Consistency Evaluations

Evaluate AI estimation systems by whether they can be arbitraged, not only whether they are accurate: seven types of consistency check, a Dutch-book framing that prices inconsistency as extractable profit, and a proposed counterexample-shrinking method for minimizing violations. Consistency is the cheap, unsupervised, never-sufficient layer of the verification stack.

Summary

Most evaluation of AI forecasting and estimation systems focuses on accuracy: compare outputs to resolved ground truth. But ground truth is scarce, slow, and biased toward easily resolvable questions. A complementary approach is to measure consistency: whether a system’s estimates obey the constraints that any rational set of beliefs must obey, regardless of whether we know the right answers.

The framing we find most useful: a consistent estimator is one that cannot be arbitraged. If a system assigns $P(A) = 0.7$ and $P(\neg A) = 0.4$ , a bookie betting at those odds would be guaranteed a profit — a Dutch book. The book is a counterfactual measuring device — deployed models are not betting counterparties, and exploitability depends on how downstream systems convert estimates into commitments — but inconsistency is surplus available to any adversary that can afford the search, and that search is getting cheap.

Consistency checks are cheap, automatable, and resolution-free relative to ground-truth evaluation, though check generation, equivalence judging, and violation auditing carry their own costs and error rates. They are necessary but not sufficient: a system can be perfectly consistent and wrong. Their role is as the cheap, fast layer of a larger verification stack.
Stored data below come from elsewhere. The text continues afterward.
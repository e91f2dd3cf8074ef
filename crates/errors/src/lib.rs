#![deny(clippy::pedantic, unsafe_code)]
#![allow(clippy::module_name_repetitions)]

//! Error types for the e14z auto-installer
//!
//! This crate provides fine-grained error types organized by domain, plus
//! the classifier that maps any failure onto the user-facing taxonomy
//! (`network`, `permission`, `security`, ...). All error types implement
//! Clone so they can be carried through retries and outcome reports.

use std::borrow::Cow;

use thiserror::Error;

pub mod classify;
pub mod config;
pub mod exec;
pub mod install;
pub mod parse;
pub mod registry;
pub mod security;
pub mod storage;

// Re-export all error types at the root
pub use classify::{categorize_error, categorize_message, ClassifiedError, ErrorCategory};
pub use config::ConfigError;
pub use exec::ExecError;
pub use install::InstallError;
pub use parse::ParseError;
pub use registry::RegistryError;
pub use security::SecurityError;
pub use storage::StorageError;

/// Generic error type for cross-crate boundaries
#[derive(Debug, Clone, Error)]
pub enum Error {
    #[error("parse error: {0}")]
    Parse(#[from] ParseError),

    #[error("security error: {0}")]
    Security(#[from] SecurityError),

    #[error("storage error: {0}")]
    Storage(#[from] StorageError),

    #[error("execution error: {0}")]
    Exec(#[from] ExecError),

    #[error("registry error: {0}")]
    Registry(#[from] RegistryError),

    #[error("config error: {0}")]
    Config(#[from] ConfigError),

    #[error("install error: {0}")]
    Install(#[from] InstallError),

    #[error("internal error: {0}")]
    Internal(String),

    #[error("operation cancelled")]
    Cancelled,

    #[error("I/O error: {message}")]
    Io {
        kind: std::io::ErrorKind,
        message: String,
        path: Option<std::path::PathBuf>,
    },
}

impl Error {
    /// Create an internal error with a message
    pub fn internal(msg: impl Into<String>) -> Self {
        Self::Internal(msg.into())
    }

    /// Create an Io error with an associated path
    pub fn io_with_path(err: &std::io::Error, path: impl Into<std::path::PathBuf>) -> Self {
        Self::Io {
            kind: err.kind(),
            message: err.to_string(),
            path: Some(path.into()),
        }
    }

    /// Classify this error into the user-facing taxonomy
    #[must_use]
    pub fn classify(&self) -> ClassifiedError {
        categorize_error(self)
    }
}

impl From<std::io::Error> for Error {
    fn from(err: std::io::Error) -> Self {
        Self::Io {
            kind: err.kind(),
            message: err.to_string(),
            path: None,
        }
    }
}

impl From<serde_json::Error> for Error {
    fn from(err: serde_json::Error) -> Self {
        Self::Internal(format!("JSON error: {err}"))
    }
}

/// Result type alias for e14z operations
pub type Result<T> = std::result::Result<T, Error>;

/// Minimal interface for rendering user-facing error information without
/// requiring heavyweight envelopes.
pub trait UserFacingError {
    /// Short message suitable for CLI output.
    fn user_message(&self) -> Cow<'_, str>;

    /// Optional remediation hint.
    fn user_hint(&self) -> Option<&'static str> {
        None
    }

    /// Whether retrying the same operation is likely to succeed.
    fn is_retryable(&self) -> bool {
        false
    }

    /// Stable error code for analytics / structured reporting.
    fn user_code(&self) -> Option<&'static str> {
        None
    }
}

impl UserFacingError for Error {
    fn user_message(&self) -> Cow<'_, str> {
        match self {
            Error::Parse(err) => err.user_message(),
            Error::Security(err) => err.user_message(),
            Error::Storage(err) => err.user_message(),
            Error::Exec(err) => err.user_message(),
            Error::Registry(err) => err.user_message(),
            Error::Config(err) => err.user_message(),
            Error::Install(err) => err.user_message(),
            Error::Io { message, .. } => Cow::Owned(message.clone()),
            _ => Cow::Owned(self.to_string()),
        }
    }

    fn user_hint(&self) -> Option<&'static str> {
        match self {
            Error::Parse(err) => err.user_hint(),
            Error::Security(err) => err.user_hint(),
            Error::Storage(err) => err.user_hint(),
            Error::Exec(err) => err.user_hint(),
            Error::Registry(err) => err.user_hint(),
            Error::Config(err) => err.user_hint(),
            Error::Install(err) => err.user_hint(),
            _ => None,
        }
    }

    fn is_retryable(&self) -> bool {
        self.classify().recoverable()
    }

    fn user_code(&self) -> Option<&'static str> {
        match self {
            Error::Parse(err) => err.user_code(),
            Error::Security(err) => err.user_code(),
            Error::Storage(err) => err.user_code(),
            Error::Exec(err) => err.user_code(),
            Error::Registry(err) => err.user_code(),
            Error::Config(err) => err.user_code(),
            Error::Install(err) => err.user_code(),
            Error::Internal(_) => Some("error.internal"),
            Error::Cancelled => Some("error.cancelled"),
            Error::Io { .. } => Some("error.io"),
        }
    }
}
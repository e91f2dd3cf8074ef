#![deny(clippy::pedantic, unsafe_code)]
#![allow(clippy::module_name_repetitions)]

//! Install-command parsers
//!
//! Turns the untrusted install command a registry hands out (`npx -y pkg`,
//! `pip install pkg==1.0`, `git clone url`, `docker run image`) into a
//! [`PackageDescriptor`]. Parsing is pure: nothing here touches the
//! filesystem or network, and every accepted name and version is free of
//! shell metacharacters.

mod docker;
mod git;
mod npm;
mod pip;
mod tokenize;
mod validate;

pub use tokenize::tokenize;
pub use validate::{is_safe_token, validate_name, validate_version};

use e14z_errors::ParseError;
use e14z_types::{PackageDescriptor, Registry};

/// Parse a raw install command into a descriptor
///
/// # Errors
///
/// Returns a [`ParseError`] when the command is empty, uses an unknown
/// grammar, or names a package or version that fails validation.
pub fn parse(raw_command: &str) -> Result<PackageDescriptor, ParseError> {
    let tokens = tokenize(raw_command)?;
    let Some(program) = tokens.first() else {
        return Err(ParseError::EmptyCommand);
    };

    let rest = &tokens[1..];
    let descriptor = match program.as_str() {
        "npx" => npm::parse_npx(rest)?,
        "npm" => npm::parse_npm(rest, raw_command)?,
        "pip" | "pip3" => pip::parse_pip(rest, raw_command)?,
        "python" | "python3" => pip::parse_python_module(rest, raw_command)?,
        "uvx" => pip::parse_uvx(rest)?,
        "pipx" => pip::parse_pipx(rest, raw_command)?,
        "git" => git::parse_git(rest, raw_command)?,
        "docker" => docker::parse_docker(rest, raw_command)?,
        _ => {
            return Err(ParseError::UnknownGrammar {
                command: raw_command.to_string(),
            })
        }
    };

    tracing::debug!(
        registry = %descriptor.registry,
        package = %descriptor.full_name(),
        version = %descriptor.version,
        "parsed install command"
    );
    Ok(descriptor)
}

/// Parse with a registry hint; fails if the command targets another registry
///
/// # Errors
///
/// Returns [`ParseError::UnknownGrammar`] on a registry mismatch, otherwise
/// the same errors as [`parse`].
pub fn parse_as(registry: Registry, raw_command: &str) -> Result<PackageDescriptor, ParseError> {
    let descriptor = parse(raw_command)?;
    if descriptor.registry == registry {
        Ok(descriptor)
    } else {
        Err(ParseError::UnknownGrammar {
            command: raw_command.to_string(),
        })
    }
}

/// Default install command for an npm package that has none listed
#[must_use]
pub fn install_command_for(package_name: &str) -> String {
    format!("npx -y {package_name}")
}
//! MCP stdio handshake and tool discovery
//!
//! Speaks newline-delimited JSON-RPC 2.0 to a freshly spawned server:
//! `initialize`, the `notifications/initialized` notification, then
//! `tools/list`. `resources/list` and `prompts/list` are optional; servers
//! that do not implement them report zero.

use std::time::{Duration, Instant};

use e14z_errors::{Error, ExecError};
use e14z_types::ToolInfo;
use serde_json::{json, Value};

use crate::ChildSession;

/// MCP protocol revision offered during `initialize`
pub const PROTOCOL_VERSION: &str = "2024-11-05";

const DEFAULT_RESPONSE_TIMEOUT: Duration = Duration::from_secs(15);

/// What a server told us about itself
#[derive(Debug, Clone, Default, PartialEq, Eq)]
pub struct ProbeReport {
    pub protocol_version: Option<String>,
    pub server_name: Option<String>,
    pub server_version: Option<String>,
    pub tools: Vec<ToolInfo>,
    pub resources_count: usize,
    pub prompts_count: usize,
}

#[derive(Debug, Clone)]
pub struct McpProbe {
    client_name: String,
    client_version: String,
    response_timeout: Duration,
}

impl Default for McpProbe {
    fn default() -> Self {
        Self {
            client_name: "e14z".to_string(),
            client_version: env!("CARGO_PKG_VERSION").to_string(),
            response_timeout: DEFAULT_RESPONSE_TIMEOUT,
        }
    }
}

impl McpProbe {
    #[must_use]
    pub fn new() -> Self {
        Self::default()
    }

    /// Deadline for each individual response
    #[must_use]
    pub fn with_response_timeout(mut self, timeout: Duration) -> Self {
        self.response_timeout = timeout;
        self
    }

    /// Run the handshake and list the server's capabilities
    ///
    /// # Errors
    ///
    /// Fails with [`ExecError::ProtocolFailed`] if `initialize` or
    /// `tools/list` errors or the server closes stdout, and with a timeout
    /// if a response does not arrive in time.
    pub async fn probe(&self, session: &mut dyn ChildSession) -> Result<ProbeReport, Error> {
        let init = self
            .request(
                session,
                1,
                "initialize",
                json!({
                    "protocolVersion": PROTOCOL_VERSION,
                    "capabilities": {
                        "roots": { "listChanged": true },
                        "sampling": {}
                    },
                    "clientInfo": {
                        "name": self.client_name,
                        "version": self.client_version
                    }
                }),
            )
            .await?;

        let mut report = ProbeReport {
            protocol_version: init
                .get("protocolVersion")
                .and_then(Value::as_str)
                .map(str::to_string),
            server_name: init
                .pointer("/serverInfo/name")
                .and_then(Value::as_str)
                .map(str::to_string),
            server_version: init
                .pointer("/serverInfo/version")
                .and_then(Value::as_str)
                .map(str::to_string),
            ..ProbeReport::default()
        };

        let notification = json!({
            "jsonrpc": "2.0",
            "method": "notifications/initialized"
        });
        session.send_line(&notification.to_string()).await?;

        let tools = self.request(session, 2, "tools/list", json!({})).await?;
        report.tools = parse_tools(&tools);

        report.resources_count = self
            .optional_count(session, 3, "resources/list", "resources")
            .await?;
        report.prompts_count = self
            .optional_count(session, 4, "prompts/list", "prompts")
            .await?;

        tracing::debug!(
            server = ?report.server_name,
            tools = report.tools.len(),
            "MCP probe completed"
        );
        Ok(report)
    }

    async fn optional_count(
        &self,
        session: &mut dyn ChildSession,
        id: u64,
        method: &str,
        key: &str,
    ) -> Result<usize, Error> {
        match self.request(session, id, method, json!({})).await {
            Ok(result) => Ok(result.get(key).and_then(Value::as_array).map_or(0, Vec::len)),
            Err(Error::Exec(
                err @ (ExecError::ProtocolFailed { .. } | ExecError::Timeout { .. }),
            )) => {
                tracing::debug!(method, error = %err, "optional MCP method unavailable");
                Ok(0)
            }
            Err(e) => Err(e),
        }
    }

    /// Send one request and wait for the response carrying the same id
    ///
    /// Lines that are not JSON, notifications and responses to other ids
    /// are skipped; servers commonly log to stdout before answering.
    async fn request(
        &self,
        session: &mut dyn ChildSession,
        id: u64,
        method: &str,
        params: Value,
    ) -> Result<Value, Error> {
        let message = json!({
            "jsonrpc": "2.0",
            "id": id,
            "method": method,
            "params": params
        });
        session.send_line(&message.to_string()).await?;

        let deadline = Instant::now() + self.response_timeout;
        loop {
            let remaining = deadline.saturating_duration_since(Instant::now());
            let Some(line) = session.read_line(remaining).await? else {
                return Err(protocol_failed(format!(
                    "server closed stdout before answering {method}"
                )));
            };
            let Ok(response) = serde_json::from_str::<Value>(line.trim()) else {
                continue;
            };
            if response.get("id").and_then(Value::as_u64) != Some(id) {
                continue;
            }
            if let Some(error) = response.get("error") {
                let detail = error
                    .get("message")
                    .and_then(Value::as_str)
                    .map_or_else(|| error.to_string(), str::to_string);
                return Err(protocol_failed(format!("{method} failed: {detail}")));
            }
            return Ok(response.get("result").cloned().unwrap_or(Value::Null));
        }
    }
}

fn protocol_failed(message: String) -> Error {
    ExecError::ProtocolFailed { message }.into()
}

fn parse_tools(result: &Value) -> Vec<ToolInfo> {
    let Some(tools) = result.get("tools").and_then(Value::as_array) else {
        return Vec::new();
    };
    tools
        .iter()
        .filter_map(|tool| {
            let name = tool.get("name")?.as_str()?.to_string();
            let description = tool
                .get("description")
                .and_then(Value::as_str)
                .unwrap_or_default()
                .to_string();
            let mut parameters: Vec<String> = tool
                .pointer("/inputSchema/properties")
                .and_then(Value::as_object)
                .map(|props| props.keys().cloned().collect())
                .unwrap_or_default();
            parameters.sort();
            Some(ToolInfo {
                name,
                description,
                parameters,
            })
        })
        .collect()
}

#[cfg(test)]
mod tests {
    use super::*;

    #[test]
    fn test_parse_tools() {
        let result = json!({
            "tools": [
                {
                    "name": "get_time",
                    "description": "Current time",
                    "inputSchema": { "type": "object", "properties": { "tz": {}, "format": {} } }
                },
                { "description": "nameless tools are ignored" },
                { "name": "ping" }
            ]
        });
        let tools = parse_tools(&result);
        assert_eq!(tools.len(), 2);
        assert_eq!(tools[0].name, "get_time");
        assert_eq!(tools[0].parameters, vec!["format", "tz"]);
        assert_eq!(tools[1].description, "");
        assert!(tools[1].parameters.is_empty());
    }

    #[test]
    fn test_parse_tools_missing() {
        assert!(parse_tools(&json!({})).is_empty());
        assert!(parse_tools(&Value::Null).is_empty());
    }
}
This framing is now established in the literature, and this page should be read as extending it rather than proposing it. Fluri, Paleka & Tramèr (2024) evaluate hard-to-verify models (chess, forecasting, legal judgment) via consistency checks, and Paleka et al. (ICLR 2025) build an automated consistency pipeline for LLM forecasters — ten check types scored by an arbitrage metric that is literally the guaranteed profit extractable from the model’s inconsistencies — and find that consistency scores correlate with ground-truth Brier scores (a correlation among models not optimizing against the metric — see the oversight section). What follows incorporates their results and marks what remains open.

Notation

$M$ — the model or agent being evaluated
$Q$ — an estimation question (e.g., “give a probability distribution for Mexico’s 2030 nominal GDP in current US dollars, IMF October-2031 vintage” — precision is a prerequisite for consistency checking, not just resolution: ambiguity manufactures spurious disagreements)
$Q'$ — a semantically equivalent rephrasing of $Q$
$A_1, A_2, \ldots$ — answers to the same or related questions
$M(Q, t)$ — the model’s answer to $Q$ at time $t$

Consistency is a spectrum, not a binary. Two answers to equivalent questions will rarely be identical; the right move is to measure the gap (e.g., Jensen–Shannon divergence between two distributions — symmetric, as the relation is) and track it. The Dutch-book characterization is exact for logical and constraint checks, extends to temporal checks via dynamic books, reaches paraphrase and repeatability only through a trusted equivalence judge (itself part of the trusted base), and is a looser metaphor for method and evidential consistency.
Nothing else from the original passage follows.